DATASET CONTENT
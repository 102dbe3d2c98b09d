use serde_json::json;

use super::*;

#[test]
fn keyboard_serializes_as_inline_markup() {
    let kb = Keyboard::grid(["Top", "Center", "Bottom"], 3);
    let body = SendMessage {
        chat_id: 42,
        text: "pick",
        reply_markup: Some(InlineKeyboardMarkup::from(&kb)),
    };
    assert_eq!(
        serde_json::to_value(&body).unwrap(),
        json!({
            "chat_id": 42,
            "text": "pick",
            "reply_markup": {"inline_keyboard": [[
                {"text": "Top", "callback_data": "Top"},
                {"text": "Center", "callback_data": "Center"},
                {"text": "Bottom", "callback_data": "Bottom"}
            ]]}
        })
    );
}

#[test]
fn plain_message_omits_reply_markup() {
    let body = SendMessage {
        chat_id: 1,
        text: "hi",
        reply_markup: None,
    };
    let v = serde_json::to_value(&body).unwrap();
    assert!(v.get("reply_markup").is_none());
}

#[test]
fn decodes_message_and_callback_updates() {
    let updates: ApiResponse<Vec<Update>> = serde_json::from_value(json!({
        "ok": true,
        "result": [
            {
                "update_id": 10,
                "message": {
                    "message_id": 5,
                    "chat": {"id": 99, "type": "private"},
                    "from": {"id": 7, "is_bot": false, "first_name": "A", "username": "a"},
                    "date": 0,
                    "text": "/create"
                }
            },
            {
                "update_id": 11,
                "callback_query": {
                    "id": "cbq",
                    "from": {"id": 7, "is_bot": false, "first_name": "A"},
                    "chat_instance": "x",
                    "data": "Poppins",
                    "message": {"message_id": 6, "chat": {"id": 99}, "date": 0}
                }
            },
            {"update_id": 12, "edited_message": {"message_id": 1}}
        ]
    }))
    .unwrap();

    let updates = updates.into_result("getUpdates").unwrap();
    assert_eq!(updates.len(), 3);
    let msg = updates[0].message.as_ref().unwrap();
    assert_eq!(msg.chat.id, 99);
    assert_eq!(msg.text.as_deref(), Some("/create"));
    assert_eq!(msg.from.as_ref().unwrap().username.as_deref(), Some("a"));

    let cb = updates[1].callback_query.as_ref().unwrap();
    assert_eq!(cb.data.as_deref(), Some("Poppins"));
    assert_eq!(cb.message.as_ref().unwrap().message_id, 6);

    assert!(updates[2].message.is_none() && updates[2].callback_query.is_none());
}

#[test]
fn api_errors_carry_description() {
    let resp: ApiResponse<serde_json::Value> = serde_json::from_value(json!({
        "ok": false,
        "error_code": 401,
        "description": "Unauthorized"
    }))
    .unwrap();
    let err = resp.into_result("getMe").unwrap_err();
    assert!(matches!(err, QuoteError::Transport(ref m) if m == "getMe: Unauthorized"));
}

#[test]
fn client_rejects_blank_token() {
    assert!(TelegramClient::new("  ", DEFAULT_API_BASE, Duration::from_secs(1)).is_err());
}

#[test]
fn client_urls_embed_token_and_method() {
    let c = TelegramClient::new("123:abc", "https://example.test/", Duration::from_secs(1)).unwrap();
    assert_eq!(c.url("getUpdates"), "https://example.test/bot123:abc/getUpdates");
}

WHAT IS NEEDED
By examining the material line by line, establish how many lines contain "text" and give only that number.

EXPECTED ANSWER
8